## Given information
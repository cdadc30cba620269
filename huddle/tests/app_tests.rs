use std::sync::Arc;

use huddle::prelude::*;
use huddle::{Generator, MemoryStore};
use huddle_llm::UnavailableClient;
use serde_json::json;

#[tokio::test]
async fn test_missing_store_config_runs_degraded_outside_production() {
    let mut app = AppBuilder::new()
        .environment(Environment::Development)
        .user(AuthUser::new("u1"))
        .build()
        .unwrap();
    assert!(app.mode().is_degraded());

    let mode = app.start().await;
    assert!(mode.is_degraded());
    let names: Vec<&str> = app.chat().channels().iter().map(|c| c.name.as_str()).collect();
    assert_eq!(names, vec!["general", "random"]);
    assert!(!app.ai_chat().generator().is_available());

    app.shutdown().await;
}

#[tokio::test]
async fn test_signed_out_app_without_store_shows_placeholders() {
    let mut app = AppBuilder::new().environment(Environment::Development).build().unwrap();
    assert!(app.user().is_none());

    let mode = app.start().await;
    assert!(mode.is_degraded());
    let names: Vec<&str> = app.chat().channels().iter().map(|c| c.name.as_str()).collect();
    assert_eq!(names, vec!["general", "random"]);

    app.shutdown().await;
}

#[test]
fn test_missing_store_config_fails_in_production() {
    let err = AppBuilder::new()
        .environment(Environment::Production)
        .build()
        .err()
        .unwrap();
    assert!(err.to_string().contains("required in production"));
}

#[test]
fn test_configured_store_builds_live() {
    let app = AppBuilder::new()
        .environment(Environment::Production)
        .store(StoreConfig::new("https://project.example.co", "anon"))
        .build()
        .unwrap();
    assert!(!app.mode().is_degraded());
}

#[tokio::test]
async fn test_injected_store_loads_and_shuts_down() {
    let store = Arc::new(MemoryStore::new());
    store.seed(
        "channels",
        [json!({"id": "c1", "name": "general", "type": "group", "is_private": false})],
    );
    store.seed("channel_members", [json!({"channel_id": "c1", "user_id": "u1"})]);

    let mut app = AppBuilder::new()
        .with_store(store.clone())
        .with_generator(Generator::new(Arc::new(UnavailableClient::default()), "gemini-pro"))
        .user(AuthUser::new("u1"))
        .build()
        .unwrap();

    let mode = app.start().await;
    assert!(!mode.is_degraded());
    assert_eq!(app.chat().active_channel().unwrap().id, "c1");

    app.chat_mut().send("hello").await.unwrap();
    assert_eq!(store.rows("messages").len(), 1);
    assert!(store.active_feed_count() > 0);

    app.shutdown().await;
    assert_eq!(store.active_feed_count(), 0);
}
mod common;

use std::sync::Arc;

use common::{ai_chat_for, store_with_users, ScriptedClient, ALICE, BOB};
use huddle_llm::{GenerativeError, Generator, Role, UnavailableClient};
use huddle_store::{OpKind, RemoteStore, StoreError};
use huddle_sync::{AiChatSync, SyncError};
use huddle_types::{AuthUser, Privacy};

const PROMPT: &str = "Summarize our roadmap";

#[tokio::test]
async fn test_create_chat_from_first_prompt() {
    let store = store_with_users();
    let client = ScriptedClient::new(["\"Roadmap Summary\"\n", "Q3 ships search, Q4 ships sync."]);
    let mut ai = ai_chat_for(&store, client.clone(), ALICE);

    let chat = ai.create_chat(PROMPT).await.unwrap();

    assert_eq!(chat.title, "Roadmap Summary");
    assert_eq!(chat.privacy, Privacy::Private);
    assert_eq!(chat.created_by, ALICE);
    assert_eq!(ai.active_chat().unwrap().id, chat.id);
    assert!(!ai.is_sending());

    let messages = ai.messages();
    assert_eq!(messages.len(), 2);
    assert!(!messages[0].is_ai);
    assert_eq!(messages[0].content, PROMPT);
    assert_eq!(messages[0].user_id.as_deref(), Some(ALICE));
    assert!(messages[1].is_ai);
    assert!(messages[1].user_id.is_none());

    let requests = client.requests();
    assert_eq!(requests.len(), 2);
    assert!(requests[0].turns[0].text.contains("short title"));
    assert!(requests[0].turns[0].text.contains(PROMPT));
    assert_eq!(requests[1].turns.len(), 1);
    assert_eq!(requests[1].turns[0].text, PROMPT);

    assert_eq!(ai.session().unwrap().user_turns(), 1);
    assert_eq!(ai.chats().len(), 1);
}

#[tokio::test]
async fn test_follow_up_uses_session_and_bumps_chat() {
    let store = store_with_users();
    let client = ScriptedClient::new(["Roadmap", "Long answer", "Short answer"]);
    let mut ai = ai_chat_for(&store, client.clone(), ALICE);
    let chat = ai.create_chat(PROMPT).await.unwrap();

    let reply = ai.send_message("Shorter please").await.unwrap();

    assert!(reply.is_ai);
    assert_eq!(reply.content, "Short answer");
    assert_eq!(ai.messages().len(), 4);
    assert_eq!(ai.messages().last().unwrap().id, reply.id);

    let follow_up = client.requests().pop().unwrap();
    let texts: Vec<&str> = follow_up.turns.iter().map(|t| t.text.as_str()).collect();
    assert_eq!(texts, vec![PROMPT, "Shorter please"]);
    assert!(follow_up.turns.iter().all(|t| t.role == Role::User));

    let session = ai.session().unwrap();
    assert_eq!(session.user_turns(), 2);
    assert_eq!(session.history().last().unwrap().role, Role::Model);

    assert!(ai.chats()[0].updated_at > chat.updated_at);
    assert_eq!(store.count(OpKind::Update, "ai_chats"), 1);
}

#[tokio::test]
async fn test_blank_prompts_are_rejected() {
    let store = store_with_users();
    let client = ScriptedClient::new(Vec::<String>::new());
    let mut ai = ai_chat_for(&store, client.clone(), ALICE);

    assert!(matches!(ai.create_chat("  ").await, Err(SyncError::EmptyContent)));
    assert!(matches!(ai.send_message("hi").await, Err(SyncError::NoActiveSelection("chat"))));
    assert!(client.requests().is_empty());
    assert_eq!(store.count(OpKind::Insert, "ai_chats"), 0);
}

#[tokio::test]
async fn test_model_failure_keeps_written_rows() {
    let store = store_with_users();
    let client = ScriptedClient::new(["Roadmap"]);
    client.push_error(GenerativeError::Api {
        status: 503,
        message: "model overloaded".to_string(),
    });
    let mut ai = ai_chat_for(&store, client, ALICE);

    let err = ai.create_chat(PROMPT).await.unwrap_err();

    assert!(matches!(err, SyncError::Generative(GenerativeError::Api { status: 503, .. })));
    assert!(!ai.is_sending());
    assert!(ai.last_error().unwrap().contains("model overloaded"));
    assert!(ai.active_chat().is_none());
    assert_eq!(store.rows("ai_chats").len(), 1);
    let messages = store.rows("ai_messages");
    assert_eq!(messages.len(), 1);
    assert_eq!(messages[0]["is_ai"], false);
}

#[tokio::test]
async fn test_unconfigured_model_falls_back_to_prompt_title() {
    let store = store_with_users();
    let remote: Arc<dyn RemoteStore> = store.clone();
    let generator = Generator::new(Arc::new(UnavailableClient::default()), "gemini-pro");
    let mut ai = AiChatSync::new(remote, generator, Some(AuthUser::new(ALICE)));
    assert!(!ai.generator().is_available());

    let err = ai.create_chat(PROMPT).await.unwrap_err();

    assert!(matches!(err, SyncError::Generative(GenerativeError::Unavailable(_))));
    let chats = store.rows("ai_chats");
    assert_eq!(chats[0]["title"], "Summarize our roadmap...");
}

#[tokio::test]
async fn test_only_creator_changes_privacy_or_deletes() {
    let store = store_with_users();
    let mut alice = ai_chat_for(&store, ScriptedClient::new(["Roadmap", "Answer"]), ALICE);
    let mut bob = ai_chat_for(&store, ScriptedClient::new(Vec::<String>::new()), BOB);
    let chat = alice.create_chat(PROMPT).await.unwrap();

    assert!(matches!(
        bob.update_chat_privacy(&chat.id, Privacy::Public).await,
        Err(SyncError::NotCreator(_))
    ));
    assert!(matches!(bob.delete_chat(&chat.id).await, Err(SyncError::NotCreator(_))));
    assert!(bob.last_error().is_some());
    assert_eq!(store.rows("ai_chats").len(), 1);

    let updated = alice.update_chat_privacy(&chat.id, Privacy::Team).await.unwrap();
    assert_eq!(updated.privacy, Privacy::Team);
    assert_eq!(alice.active_chat().unwrap().privacy, Privacy::Team);

    alice.delete_chat(&chat.id).await.unwrap();
    assert!(alice.chats().is_empty());
    assert!(alice.active_chat().is_none());
    assert!(alice.session().is_none());
    assert!(!alice.has_message_feed());
}

#[tokio::test]
async fn test_participants_are_added_and_removed() {
    let store = store_with_users();
    let mut ai = ai_chat_for(&store, ScriptedClient::new(["Roadmap", "Answer"]), ALICE);
    let chat = ai.create_chat(PROMPT).await.unwrap();

    let participant = ai.add_participant(&chat.id, BOB).await.unwrap();
    assert!(!participant.can_edit);
    assert_eq!(ai.participants().len(), 1);

    let duplicate = ai.add_participant(&chat.id, BOB).await.unwrap_err();
    assert!(matches!(duplicate, SyncError::Store(StoreError::Conflict(_))));

    assert_eq!(ai.remove_participant(&chat.id, BOB).await.unwrap(), 1);
    assert!(ai.participants().is_empty());
    assert_eq!(ai.remove_participant(&chat.id, BOB).await.unwrap(), 0);
}

#[tokio::test]
async fn test_other_participants_prompts_join_session() {
    let store = store_with_users();
    let mut alice = ai_chat_for(&store, ScriptedClient::new(["Roadmap", "Answer", "Follow-up"]), ALICE);
    let mut bob = ai_chat_for(&store, ScriptedClient::new(Vec::<String>::new()), BOB);
    let chat = alice.create_chat(PROMPT).await.unwrap();

    bob.select_by_id(&chat.id).await.unwrap();
    assert_eq!(bob.messages().len(), 2);
    assert_eq!(bob.session().unwrap().user_turns(), 1);

    alice.send_message("What about hiring?").await.unwrap();
    assert_eq!(bob.sync_pending().await, 2);
    assert_eq!(bob.messages().len(), 4);
    assert_eq!(bob.session().unwrap().user_turns(), 2);

    // own writes echo back through the feed without duplicating
    alice.sync_pending().await;
    assert_eq!(alice.messages().len(), 4);
}

#[tokio::test]
async fn test_chat_feed_tracks_remote_changes() {
    let store = store_with_users();
    let mut alice = ai_chat_for(&store, ScriptedClient::new(["Roadmap", "Answer"]), ALICE);
    let mut bob = ai_chat_for(&store, ScriptedClient::new(Vec::<String>::new()), BOB);
    bob.load().await.unwrap();
    assert!(bob.chats().is_empty());

    let chat = alice.create_chat(PROMPT).await.unwrap();
    bob.sync_pending().await;
    assert_eq!(bob.chats().len(), 1);

    bob.select_by_id(&chat.id).await.unwrap();
    alice.update_chat_privacy(&chat.id, Privacy::Public).await.unwrap();
    bob.sync_pending().await;
    assert_eq!(bob.active_chat().unwrap().privacy, Privacy::Public);

    alice.delete_chat(&chat.id).await.unwrap();
    bob.sync_pending().await;
    assert!(bob.chats().is_empty());
    assert!(bob.active_chat().is_none());
    assert!(bob.messages().is_empty());

    bob.dispose().await;
    alice.dispose().await;
    assert_eq!(store.active_feed_count(), 0);
}

#[tokio::test]
async fn test_listing_requires_user() {
    let store = store_with_users();
    let remote: Arc<dyn RemoteStore> = store.clone();
    let generator = Generator::new(ScriptedClient::new(Vec::<String>::new()), "gemini-pro");
    let mut ai = AiChatSync::new(remote, generator, None);
    assert!(matches!(ai.list_chats().await, Err(SyncError::NotAuthenticated)));
}
// Configuration layer for generative client creation

use serde::{Deserialize, Serialize};
use std::sync::Arc;

use crate::error::Result;
use crate::gemini::GeminiClient;
use crate::generator::Generator;
use crate::traits::{GenerationOptions, GenerativeClient};
use crate::unavailable::UnavailableClient;

pub const DEFAULT_MODEL: &str = "gemini-pro";

/// Configuration for the generative provider
#[derive(Debug, Clone, Serialize, Deserialize)]
pub struct GenerativeConfig {
    /// Missing or empty key means the assistant runs in unavailable mode
    #[serde(default, skip_serializing_if = "Option::is_none")]
    pub api_key: Option<String>,
    /// Base URL override (defaults to the public Gemini endpoint)
    #[serde(default, skip_serializing_if = "Option::is_none")]
    pub base_url: Option<String>,
    #[serde(default = "default_model")]
    pub model: String,
    #[serde(default = "GenerationOptions::chat_defaults")]
    pub options: GenerationOptions,
}

fn default_model() -> String {
    DEFAULT_MODEL.to_string()
}

impl Default for GenerativeConfig {
    fn default() -> Self {
        Self {
            api_key: None,
            base_url: None,
            model: default_model(),
            options: GenerationOptions::chat_defaults(),
        }
    }
}

impl GenerativeConfig {
    pub fn new(api_key: impl Into<String>) -> Self {
        Self {
            api_key: Some(api_key.into()),
            ..Self::default()
        }
    }

    pub fn with_base_url(mut self, base_url: impl Into<String>) -> Self {
        self.base_url = Some(base_url.into());
        self
    }

    pub fn with_model(mut self, model: impl Into<String>) -> Self {
        self.model = model.into();
        self
    }

    pub fn has_credentials(&self) -> bool {
        self.api_key.as_deref().is_some_and(|k| !k.trim().is_empty())
    }
}

/// Factory for creating generative clients from configuration
pub struct ClientFactory;

impl ClientFactory {
    /// Create a client; without credentials this yields an [`UnavailableClient`]
    pub fn create_client(config: &GenerativeConfig) -> Result<Arc<dyn GenerativeClient>> {
        match config.api_key.as_deref().map(str::trim) {
            Some(key) if !key.is_empty() => {
                let mut client = GeminiClient::new(key)?;
                if let Some(base_url) = &config.base_url {
                    client = client.with_base_url(base_url);
                }
                Ok(Arc::new(client))
            }
            _ => {
                tracing::warn!("Generative API key missing; AI chat runs in unavailable mode");
                Ok(Arc::new(UnavailableClient::default()))
            }
        }
    }

    /// Create a [`Generator`] bound to the configured model and sampling options
    pub fn create_generator(config: &GenerativeConfig) -> Result<Generator> {
        let client = Self::create_client(config)?;
        Ok(Generator::new(client, config.model.clone()).with_options(config.options.clone()))
    }
}

#[cfg(test)]
mod tests {
    use super::*;

    #[test]
    fn test_missing_key_yields_unavailable_client() {
        let client = ClientFactory::create_client(&GenerativeConfig::default()).unwrap();
        assert!(!client.is_available());
    }

    #[test]
    fn test_blank_key_counts_as_missing() {
        let config = GenerativeConfig::new("   ");
        assert!(!config.has_credentials());
        let generator = ClientFactory::create_generator(&config).unwrap();
        assert!(!generator.is_available());
    }

    #[test]
    fn test_configured_key_yields_gemini() {
        let config = GenerativeConfig::new("test-key").with_model("gemini-1.5-flash");
        let generator = ClientFactory::create_generator(&config).unwrap();
        assert!(generator.is_available());
        assert_eq!(generator.model(), "gemini-1.5-flash");
    }

    #[test]
    fn test_serde_defaults() {
        let config: GenerativeConfig = serde_json::from_str("{}").unwrap();
        assert_eq!(config.model, DEFAULT_MODEL);
        assert_eq!(config.options.top_k, Some(40));
    }
}
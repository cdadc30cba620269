use std::sync::Arc;

use huddle_types::{Channel, ChannelKind};
use serde_json::json;

use super::{decode, decode_all, row_set, single_row, CHANNELS};
use super::{RPC_CREATE_CHANNEL, RPC_CREATE_USER_CHANNEL, RPC_GET_USER_CHANNELS};
use crate::error::Result;
use crate::query::Query;
use crate::trait_client::RemoteStore;

#[derive(Clone)]
pub struct ChannelRepository {
    store: Arc<dyn RemoteStore>,
}

impl ChannelRepository {
    pub fn new(store: Arc<dyn RemoteStore>) -> Self {
        Self { store }
    }

    /// Channels the user belongs to, via the privileged stored function
    pub async fn list_for_user(&self, user_id: &str) -> Result<Vec<Channel>> {
        let value = self
            .store
            .rpc(RPC_GET_USER_CHANNELS, json!({ "user_id": user_id }))
            .await?;
        decode_all(row_set(value))
    }

    pub async fn list_all(&self) -> Result<Vec<Channel>> {
        let rows = self
            .store
            .select(
                CHANNELS,
                Query::new().columns("id, name, description, type, is_private, created_by, created_at"),
            )
            .await?;
        decode_all(rows)
    }

    pub async fn get(&self, channel_id: &str) -> Result<Option<Channel>> {
        let rows = self
            .store
            .select(CHANNELS, Query::new().eq("id", channel_id).limit(1))
            .await?;
        rows.into_iter().next().map(decode).transpose()
    }

    /// Earliest-created direct channel with the canonical pair name
    pub async fn find_direct(&self, name: &str) -> Result<Option<Channel>> {
        let rows = self
            .store
            .select(
                CHANNELS,
                Query::new()
                    .eq("type", ChannelKind::Direct.as_str())
                    .eq("name", name)
                    .order_asc("created_at")
                    .limit(1),
            )
            .await?;
        rows.into_iter().next().map(decode).transpose()
    }

    /// Create through the stored function that bypasses row-level policies.
    /// `Ok(None)` when the function ran but returned nothing.
    pub async fn create_privileged(
        &self,
        name: &str,
        kind: ChannelKind,
        is_private: bool,
    ) -> Result<Option<Channel>> {
        let value = self
            .store
            .rpc(
                RPC_CREATE_CHANNEL,
                json!({
                    "channel_name": name,
                    "channel_type": kind.as_str(),
                    "is_private": is_private,
                }),
            )
            .await?;
        single_row(value).map(decode).transpose()
    }

    pub async fn create_direct_privileged(&self, other_user_id: &str, name: &str) -> Result<Option<Channel>> {
        let value = self
            .store
            .rpc(
                RPC_CREATE_USER_CHANNEL,
                json!({ "other_user_id": other_user_id, "channel_name": name }),
            )
            .await?;
        single_row(value).map(decode).transpose()
    }

    pub async fn insert(
        &self,
        name: &str,
        kind: ChannelKind,
        is_private: bool,
        created_by: &str,
    ) -> Result<Channel> {
        let row = self
            .store
            .insert(
                CHANNELS,
                json!({
                    "name": name,
                    "type": kind.as_str(),
                    "is_private": is_private,
                    "created_by": created_by,
                }),
            )
            .await?;
        decode(row)
    }
}
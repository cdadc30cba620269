use crate::error::Result;
use crate::types::Turn;
use async_trait::async_trait;
use serde::{Deserialize, Serialize};

/// Trait for text-generation backends
///
/// A request carries the full conversation; implementations are stateless.
#[async_trait]
pub trait GenerativeClient: Send + Sync {
    /// Single completion for the given turns
    async fn generate(&self, request: GenerateRequest) -> Result<GenerateResponse>;

    /// Whether the backend is configured at all
    fn is_available(&self) -> bool {
        true
    }
}

#[derive(Debug, Clone)]
pub struct GenerateRequest {
    pub model: String,
    pub turns: Vec<Turn>,
    pub options: GenerationOptions,
}

impl GenerateRequest {
    pub fn new(model: impl Into<String>, turns: Vec<Turn>) -> Self {
        Self {
            model: model.into(),
            turns,
            options: GenerationOptions::default(),
        }
    }

    /// Single-shot prompt without history
    pub fn prompt(model: impl Into<String>, prompt: impl Into<String>) -> Self {
        Self::new(model, vec![Turn::user(prompt)])
    }

    pub fn with_options(mut self, options: GenerationOptions) -> Self {
        self.options = options;
        self
    }
}

#[derive(Debug, Clone, PartialEq, Default, Serialize, Deserialize)]
pub struct GenerationOptions {
    pub temperature: Option<f32>,
    pub top_k: Option<u32>,
    pub top_p: Option<f32>,
    pub max_output_tokens: Option<u32>,
}

impl GenerationOptions {
    pub fn new() -> Self {
        Self::default()
    }

    /// Sampling used by the chat assistant
    pub fn chat_defaults() -> Self {
        Self {
            temperature: Some(0.7),
            top_k: Some(40),
            top_p: Some(0.95),
            max_output_tokens: Some(2048),
        }
    }

    pub fn temperature(mut self, temp: f32) -> Self {
        self.temperature = Some(temp);
        self
    }

    pub fn top_k(mut self, top_k: u32) -> Self {
        self.top_k = Some(top_k);
        self
    }

    pub fn top_p(mut self, top_p: f32) -> Self {
        self.top_p = Some(top_p);
        self
    }

    pub fn max_output_tokens(mut self, tokens: u32) -> Self {
        self.max_output_tokens = Some(tokens);
        self
    }
}

#[derive(Debug, Clone)]
pub struct GenerateResponse {
    pub text: String,
    pub finish_reason: Option<String>,
    pub usage: Option<TokenUsage>,
}

impl GenerateResponse {
    pub fn text(text: impl Into<String>) -> Self {
        Self {
            text: text.into(),
            finish_reason: None,
            usage: None,
        }
    }
}

#[derive(Debug, Clone, PartialEq, Serialize, Deserialize)]
pub struct TokenUsage {
    pub input_tokens: u32,
    pub output_tokens: u32,
    pub total_tokens: u32,
}
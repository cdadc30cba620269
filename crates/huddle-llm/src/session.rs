use crate::types::{Role, Turn};

/// Running conversation with the model.
///
/// The session is plain data: [`crate::Generator::send_in_session`] sends the
/// whole history with each prompt and records the exchange on success.
#[derive(Debug, Clone, Default, PartialEq)]
pub struct ChatSession {
    history: Vec<Turn>,
}

impl ChatSession {
    pub fn new() -> Self {
        Self::default()
    }

    /// Seed a session with prior user prompts only.
    ///
    /// Earlier model replies are left out; they are regenerated context, not input.
    pub fn from_user_prompts<I, S>(prompts: I) -> Self
    where
        I: IntoIterator<Item = S>,
        S: Into<String>,
    {
        Self {
            history: prompts.into_iter().map(|p| Turn::user(p)).collect(),
        }
    }

    pub fn history(&self) -> &[Turn] {
        &self.history
    }

    pub fn len(&self) -> usize {
        self.history.len()
    }

    pub fn is_empty(&self) -> bool {
        self.history.is_empty()
    }

    /// Record a user prompt that was not sent through this session (e.g. from another participant)
    pub fn push_user(&mut self, text: impl Into<String>) {
        self.history.push(Turn::user(text));
    }

    pub(crate) fn record_exchange(&mut self, prompt: &str, reply: &str) {
        self.history.push(Turn::user(prompt));
        self.history.push(Turn::model(reply));
    }

    /// Turns for the next request: the history plus the new prompt
    pub(crate) fn turns_with(&self, prompt: &str) -> Vec<Turn> {
        let mut turns = self.history.clone();
        turns.push(Turn::user(prompt));
        turns
    }

    pub fn user_turns(&self) -> usize {
        self.history.iter().filter(|t| t.role == Role::User).count()
    }
}

#[cfg(test)]
mod tests {
    use super::*;

    #[test]
    fn test_seeded_session_holds_only_user_turns() {
        let session = ChatSession::from_user_prompts(["first", "second"]);
        assert_eq!(session.len(), 2);
        assert_eq!(session.user_turns(), 2);
    }

    #[test]
    fn test_turns_with_does_not_mutate() {
        let session = ChatSession::from_user_prompts(["first"]);
        let turns = session.turns_with("next");
        assert_eq!(turns.len(), 2);
        assert_eq!(session.len(), 1);
    }
}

## Task to carry out
Across the listing, count every line with "dispose" in it and give the number only.

## Completed exercise
2